The following poem embodies me completely – in one role in my life: that of mother. I’ve memorized it, one of few poems I know by heart. It succinctly captures my commitment to my three children, my absolute love for them, my chilling fears for them. The speaker somehow comes across as irreverent and fun (at some point past at least,) also realistic, maybe a little pessimistic, sometimes — and then tentatively hopeful; all thrown in together in seventeen short lines. Like I said: me.
By the time my kids came downstairs this morning I was, frankly, hoping no one would mention the school shooting in Parkland, Florida because I’m needing-a-vacation tired, and I’ll tell you what: my heart is beating on the outside of my body today, raw and bleeding, and barely hanging on.
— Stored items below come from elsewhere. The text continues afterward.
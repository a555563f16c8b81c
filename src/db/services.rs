//! High-level query service layer.
//!
//! This module provides repository-agnostic query operations that work
//! with any implementation of [`ReservoirRepository`]. Cross-cutting
//! behaviour lives here rather than in the backends: every operation
//! runs under a deadline, and the aggregate forecast query fans out
//! concurrently with all-or-nothing semantics.
//!
//! # Architecture
//!
//! ```text
//! ┌─────────────────────────────────────────────┐
//! │  HTTP Layer (handlers, auth, error mapping) │
//! └───────────────────┬─────────────────────────┘
//!                     │
//! ┌───────────────────▼─────────────────────────┐
//! │  Service Layer (services.rs)                 │
//! │  - Per-request deadlines                     │
//! │  - Concurrent forecast fan-out               │
//! └───────────────────┬─────────────────────────┘
//!                     │
//! ┌───────────────────▼─────────────────────────┐
//! │  Repository Trait (repository/)              │
//! └───────────────────┬─────────────────────────┘
//!                     │
//!     ┌───────────────▼──────────────┐
//!     │       Local Repository        │
//!     │         (in-memory)           │
//!     └──────────────────────────────┘
//! ```

use std::future::Future;
use std::time::Duration;

use chrono::NaiveDate;
use futures::future::try_join_all;
use log::{debug, warn};

use super::repository::{RepositoryError, RepositoryResult, ReservoirRepository};
use crate::api::{Level, ReservoirId, ReservoirInfo, ReservoirPrediction, SeriesPoint};

/// Run a repository query with an upper bound on its duration.
///
/// A query that outlives the deadline is dropped, which cancels any
/// in-flight fan-out it spawned.
async fn with_deadline<T, F>(deadline: Duration, operation: &str, query: F) -> RepositoryResult<T>
where
    F: Future<Output = RepositoryResult<T>>,
{
    match tokio::time::timeout(deadline, query).await {
        Ok(result) => result,
        Err(_) => {
            warn!(
                "Service layer: {} exceeded its {:?} deadline",
                operation, deadline
            );
            Err(RepositoryError::timeout(format!(
                "Query exceeded the {:?} deadline",
                deadline
            ))
            .with_operation(operation))
        }
    }
}

// ==================== Catalogue Operations ====================

/// List every reservoir with its metadata.
///
/// # Arguments
/// * `repo` - Repository implementation
/// * `deadline` - Upper bound on query duration
///
/// # Returns
/// * `Ok(Vec<ReservoirInfo>)` - Reservoirs in enumeration order
/// * `Err` if the query fails or times out
pub async fn list_reservoirs<R>(
    repo: &R,
    deadline: Duration,
) -> RepositoryResult<Vec<ReservoirInfo>>
where
    R: ReservoirRepository + ?Sized,
{
    debug!("Service layer: listing reservoirs");
    with_deadline(deadline, "list_reservoirs", repo.list_reservoirs()).await
}

/// Snapshot of the latest observed level of every reservoir.
///
/// # Arguments
/// * `repo` - Repository implementation
/// * `deadline` - Upper bound on query duration
///
/// # Returns
/// * `Ok(Vec<Level>)` - One entry per reservoir with observations
/// * `Err` if the query fails or times out
pub async fn latest_levels<R>(repo: &R, deadline: Duration) -> RepositoryResult<Vec<Level>>
where
    R: ReservoirRepository + ?Sized,
{
    debug!("Service layer: loading latest levels");
    with_deadline(deadline, "latest_levels", repo.latest_levels()).await
}

// ==================== Series Operations ====================

/// Forecast series for one reservoir.
///
/// # Arguments
/// * `repo` - Repository implementation
/// * `deadline` - Upper bound on query duration
/// * `reservoir` - Reservoir to query
/// * `anchor` - Forecast start date; defaults to just after the last observation
///
/// # Returns
/// * `Ok(Vec<SeriesPoint>)` - Chronological forecast series
/// * `Err` if the reservoir is unknown, the query fails, or it times out
pub async fn prediction_for<R>(
    repo: &R,
    deadline: Duration,
    reservoir: &ReservoirId,
    anchor: Option<NaiveDate>,
) -> RepositoryResult<Vec<SeriesPoint>>
where
    R: ReservoirRepository + ?Sized,
{
    debug!(
        "Service layer: loading prediction for reservoir {} (anchor {:?})",
        reservoir, anchor
    );
    with_deadline(deadline, "prediction", repo.prediction(reservoir, anchor)).await
}

/// Observed series for one reservoir.
///
/// # Arguments
/// * `repo` - Repository implementation
/// * `deadline` - Upper bound on query duration
/// * `reservoir` - Reservoir to query
/// * `anchor` - Cut-off date (inclusive); defaults to the full series
///
/// # Returns
/// * `Ok(Vec<SeriesPoint>)` - Chronological observed series
/// * `Err` if the reservoir is unknown, the query fails, or it times out
pub async fn historic_for<R>(
    repo: &R,
    deadline: Duration,
    reservoir: &ReservoirId,
    anchor: Option<NaiveDate>,
) -> RepositoryResult<Vec<SeriesPoint>>
where
    R: ReservoirRepository + ?Sized,
{
    debug!(
        "Service layer: loading history for reservoir {} (anchor {:?})",
        reservoir, anchor
    );
    with_deadline(deadline, "historic", repo.historic(reservoir, anchor)).await
}

// ==================== Aggregate Operations ====================

/// Forecasts for every reservoir, anchored at one date.
///
/// Reservoirs are enumerated first, then their forecasts are fetched
/// concurrently. The first failing fetch cancels the remaining ones and
/// fails the whole call; a partial aggregate is never returned. Response
/// order matches the enumeration order of [`ReservoirRepository::list_reservoirs`].
///
/// # Arguments
/// * `repo` - Repository implementation
/// * `deadline` - Upper bound covering the enumeration and the whole fan-out
/// * `anchor` - Forecast start date applied to every reservoir
///
/// # Returns
/// * `Ok(Vec<ReservoirPrediction>)` - One forecast per reservoir
/// * `Err` the first failure encountered, or a timeout
pub async fn predictions_for_all<R>(
    repo: &R,
    deadline: Duration,
    anchor: NaiveDate,
) -> RepositoryResult<Vec<ReservoirPrediction>>
where
    R: ReservoirRepository + ?Sized,
{
    with_deadline(deadline, "predictions_for_all", async {
        let reservoirs = repo.list_reservoirs().await?;
        debug!(
            "Service layer: fanning out forecast queries to {} reservoirs",
            reservoirs.len()
        );

        let queries = reservoirs
            .iter()
            .map(|info| repo.prediction(&info.name, Some(anchor)));
        let series = try_join_all(queries).await?;

        Ok(reservoirs
            .into_iter()
            .zip(series)
            .map(|(info, prediction)| ReservoirPrediction {
                reservoir: info.name,
                prediction,
            })
            .collect())
    })
    .await
}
I’ve been selling the world to my children for 18 years, with the best marketing I can muster. If you asked them, they would probably tell you they think there’s nothing they can’t do, nowhere they can’t go, nothing they can’t experience. I wonder: in so doing, have I sold them an absolute shit hole and called it “great potential” the way a real estate agent might?
I feel like I’m focused on the mold around the edge of the tub, the peeling paint on the trim, the loose floorboards in the house that is our world. And not in an enamoring, fixer upper, way. The house is made, quite possibly, entirely of cards. Can they make this place beautiful? Can we?